Pulling 7487 Into a Slip
John Fulweiler - Friday, April 09, 2010
Many thanks for the comments on my last post, good stuff. Both comments make decent points that stress the marina’s reasonable concerns. And you know, there’s a distinction that Anonymous 5:43 p.m. brings up between a marina and a boatyard that’s worthy of pause. I like boatyards and so my gut sides with those slapping paint on hulls, slinging resin and getting dirty, but they’re likely plenty of folks who understand and appreciate marinas as being something different.
But back to the rub. Remember, Bill 7487, as I read it, speaks about vessels in “marina slips” and so I don’t think land-based concerns involving ladders and noise and dirt are particularly relevant to the discussion. That is, I don't think the Bill is doing anything to prevent a marina from acting as it wishes when it comes to vessels in its yard. And, in my personal opinion based on my understanding, I don't think the Bill “effectively turns private property into a public workspace.” Whatever the case, Anonymous 4:13 p.m. hits the nail on the head by highlighting a resolution to the issue which captures what I think is the Bill's intent being an “in-water” and “out-of-water” distinction. Boats ashore, the marina gets to control access by third-parties; boats in the water, the owner gets to make the call.
One last thought, and having now spent more time than I ever planned looking at this Bill, I think it could be improved. In my personal opinion, I think the Bill should include a specific statement that a marina may impose reasonable restrictions as to timing, hazardous materials, etc. Even though I think marinas have legal remedies for the concerns raised, I think the addition of this language keeps things fair -- and that's what started this whole discussion, right?
How about the rest of you out there? Weigh in, speak up . . . . oh, one more thing, none of this is legal opinion or advice. Who knows the Bill's intent or how a court would interpret the same. Repeat after me, this is a blog, it is only a blog, I will not rely on this blog, no attorney/client relationship is formed, etc., etc.
They’re some tired neurons staggering around my frontal lobe trying to salvage a distant memory of an anecdote about publishing. It went something to the effect that writing was more than just putting words on paper, it was about people reading your words. Well, whatever. Point is, I put words on the screen for consumption and it’s awfully nice to get the occasional comment . . . no matter whether I agree with it or not.
Earlier this week I wrote about a Bill pending before the Rhode Island legislature. The Bill aims to prevent marinas from prohibiting boat owners hiring outside vendors. I got a good comment in response which you can read under the old post. It’s a well written and there’s a sense of earnestness to the whole thing which makes me reply in kind.
The comment argues that a private property owner – like a marina – ought to be able to pick and choose who it wishes to have on its property. I agree with this underlying premise, but it doesn’t change my mind. Let’s start from the beginning. A marina is not a hotel or a restaurant. It’s not simply allowing an owner access to its facility to buy or use a product. A marina leases people physical space to moor/berth a vessel. Its primary product is a parking space and because of that, I believe that any analogy to other industries is distinguishable.

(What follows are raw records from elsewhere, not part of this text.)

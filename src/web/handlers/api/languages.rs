//! 语言列表API处理器

use std::sync::Arc;

use axum::{extract::State, response::Json};
use serde_json::{Map, Value};

use crate::translation::LanguageCatalog;
use crate::web::handlers::{error_response, ApiError};
use crate::web::types::AppState;

/// 返回语言参考数据
///
/// 每次请求重新读取文件，文件更新后无需重启服务。
pub async fn get_languages(
    State(state): State<Arc<AppState>>,
) -> Result<Json<Map<String, Value>>, ApiError> {
    let path = state.languages_path.clone();
    let rtl_languages = state.rtl_languages.clone();

    let catalog = tokio::task::spawn_blocking(move || LanguageCatalog::load(&path, rtl_languages.as_slice()))
        .await
        .map_err(|e| {
            error_response(&crate::translation::TranslationError::StorageError(format!(
                "读取语言列表任务失败: {}",
                e
            )))
        })?
        .map_err(|e| error_response(&e))?;

    Ok(Json(catalog.as_json().clone()))
}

Think of it this way. Allowing marinas to prohibit vendors essentially compels an owner to use the marina’s repair and maintenance services. Oh, I know, free market and all that, but is that defense reasonable when you’re locked into renting a slip for the season? Am I really going to have my boat towed somewhere else for repairs? Probably not.
But listen. Please understand, I’m not advocating anything more than my gut feeling on the matter. I’ve got some good arguments favoring the marinas’ position, too. Hell, like I mentioned in the original post, they’ve got a lot more expenses than Vendor Vic and his panel van. And maybe most importantly – and an unspoken reason that might have me voting the other way – this State needs marinas. Marinas employ folks. They’re lots of temporary jobs at marinas that keep kids busy and help other folks who might be between things. They also preserve trade skills and talent that might otherwise be lost in a whirl of websites and whirligigs. Marinas – particularly the good ones – are a community anchor, are watchdogs over the coastline, and are our last stand between the water’s edge and a line of McMansions and Condos. Oh, come on, you know what I mean.

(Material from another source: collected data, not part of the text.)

//! 文本收集日志
//!
//! 追加写入的纯文本文件，每行一条待翻译文本，是批处理的输入来源。

use std::path::{Path, PathBuf};

use tokio::fs::{self, OpenOptions};
use tokio::io::AsyncWriteExt;
use tokio::sync::Mutex;

use crate::translation::error::{TranslationError, TranslationResult};

/// 规范化单条文本：换行替换为空格并去除首尾空白
pub fn normalize_line(text: &str) -> String {
    text.replace(['\n', '\r'], " ").trim().to_string()
}

/// 文本收集日志
///
/// 所有追加操作经过同一把锁，多个请求并发写入时行不会交错。
#[derive(Debug)]
pub struct TextLog {
    path: PathBuf,
    lock: Mutex<()>,
}

impl TextLog {
    pub fn new<P: AsRef<Path>>(path: P) -> Self {
        Self {
            path: path.as_ref().to_path_buf(),
            lock: Mutex::new(()),
        }
    }

    pub fn path(&self) -> &Path {
        &self.path
    }

    /// 追加一组文本，返回实际写入的行数
    pub async fn append<S: AsRef<str>>(&self, texts: &[S]) -> TranslationResult<usize> {
        let lines: Vec<String> = texts
            .iter()
            .map(|text| normalize_line(text.as_ref()))
            .filter(|line| !line.is_empty())
            .collect();

        if lines.is_empty() {
            return Ok(0);
        }

        let mut buffer = lines.join("\n");
        buffer.push('\n');

        let _guard = self.lock.lock().await;

        if let Some(parent) = self.path.parent().filter(|p| !p.as_os_str().is_empty()) {
            fs::create_dir_all(parent).await.map_err(|e| {
                TranslationError::StorageError(format!(
                    "创建日志目录失败 {}: {}",
                    parent.display(),
                    e
                ))
            })?;
        }

        let mut file = OpenOptions::new()
            .create(true)
            .append(true)
            .open(&self.path)
            .await
            .map_err(|e| {
                TranslationError::StorageError(format!(
                    "打开文本日志失败 {}: {}",
                    self.path.display(),
                    e
                ))
            })?;
        file.write_all(buffer.as_bytes()).await?;
        file.flush().await?;

        tracing::debug!("已追加 {} 行到 {}", lines.len(), self.path.display());
        Ok(lines.len())
    }
}

/// 读取文本日志中的所有非空行
pub async fn read_source_log<P: AsRef<Path>>(path: P) -> TranslationResult<Vec<String>> {
    let path = path.as_ref();
    let content = fs::read_to_string(path).await.map_err(|e| {
        if e.kind() == std::io::ErrorKind::NotFound {
            TranslationError::NotFound(format!("{} not found", path.display()))
        } else {
            TranslationError::StorageError(format!("读取文本日志失败 {}: {}", path.display(), e))
        }
    })?;

    Ok(content
        .split('\n')
        .map(|line| line.trim_end_matches('\r'))
        .filter(|line| !line.is_empty())
        .map(str::to_string)
        .collect())
}

#[cfg(test)]
mod tests {
    use super::*;

    #[test]
    fn test_normalize_line() {
        assert_eq!(normalize_line("  Hello\nworld\r\n"), "Hello world");
        assert_eq!(normalize_line("\n\r "), "");
        assert_eq!(normalize_line("¡Hola!"), "¡Hola!");
    }

    #[tokio::test]
    async fn test_append_and_read_back() {
        let dir = tempfile::tempdir().unwrap();
        let log = TextLog::new(dir.path().join("logs").join("texts.log"));

        let written = log.append(&["Health care", "  ", "Line\nbreak"]).await.unwrap();
        assert_eq!(written, 2);
        let written = log.append(&["🌱 Agriculture".to_string()]).await.unwrap();
        assert_eq!(written, 1);

        let lines = read_source_log(log.path()).await.unwrap();
        assert_eq!(lines, vec!["Health care", "Line break", "🌱 Agriculture"]);
    }

    #[tokio::test]
    async fn test_append_nothing_does_not_create_file() {
        let dir = tempfile::tempdir().unwrap();
        let log = TextLog::new(dir.path().join("texts.log"));

        assert_eq!(log.append(&["", "\n"]).await.unwrap(), 0);
        assert!(!log.path().exists());
    }

    #[tokio::test]
    async fn test_read_missing_log() {
        let dir = tempfile::tempdir().unwrap();
        let result = read_source_log(dir.path().join("missing.log")).await;
        assert!(matches!(result, Err(TranslationError::NotFound(_))));
    }
}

John, you raise an interesting point that I hadn't considered in my previous comment; that there are actually two competing private property interests here. The marina/yard that owns the real estate, and the boater, who owns his boat. You have sided with the boater in your analysis, arguing that the boater should retain the right to decide who actually visits his property, be they guests or mechanics, otherwise the boater is a hostage of the marina. However, this boat-as-hostage dynamic certainly doesn't come as a surprise to the boater who agreed to that when he signed his lease.
My final thought would be this: if the boat is to be repaired in the water, then the boater has in effect rented that space and he should be allowed to have any tradesmen he wants to attend to the boat.
On the other hand, if the boat is hauled out on the hard, I think the yard has the right to control who works there. Yard work is usually a collaborative effort of highly skilled tradesmen working in coordination through a single manager. Outside vendors don't answer to the yard management, and the conflicting agendas usually end up costing the boater more than he saved by hiring the vendor in the first place. Furthermore, yard work is potentially dangerous and environmentally challenging. The yard should maintain the right to dictate how all the work is done and by who within their fence.
Anonymous commented on 08-Apr-2010 05:34 PM
As a marina owner, I have the following thoughts:
This law would create a wide variety of problems for the marina owner and, ultimately, for the marina guest. At the first level (and as discussed above), the marina owner will be held liable for any environmental discharge/damage caused by the contractor. Taken to its logical extreme, this may mean that the marina owner can not restrict a fuel barge from coming into the marina to supply fuel to a vessel. What happens when that barge runs aground or spills large (or small) quantities of fuel in the process? Similarly, the marina owner will be subject to liability when the contractor's ladder slips and he gets hurt, even though the marina owner had no ability to manage the work being done by the contractor.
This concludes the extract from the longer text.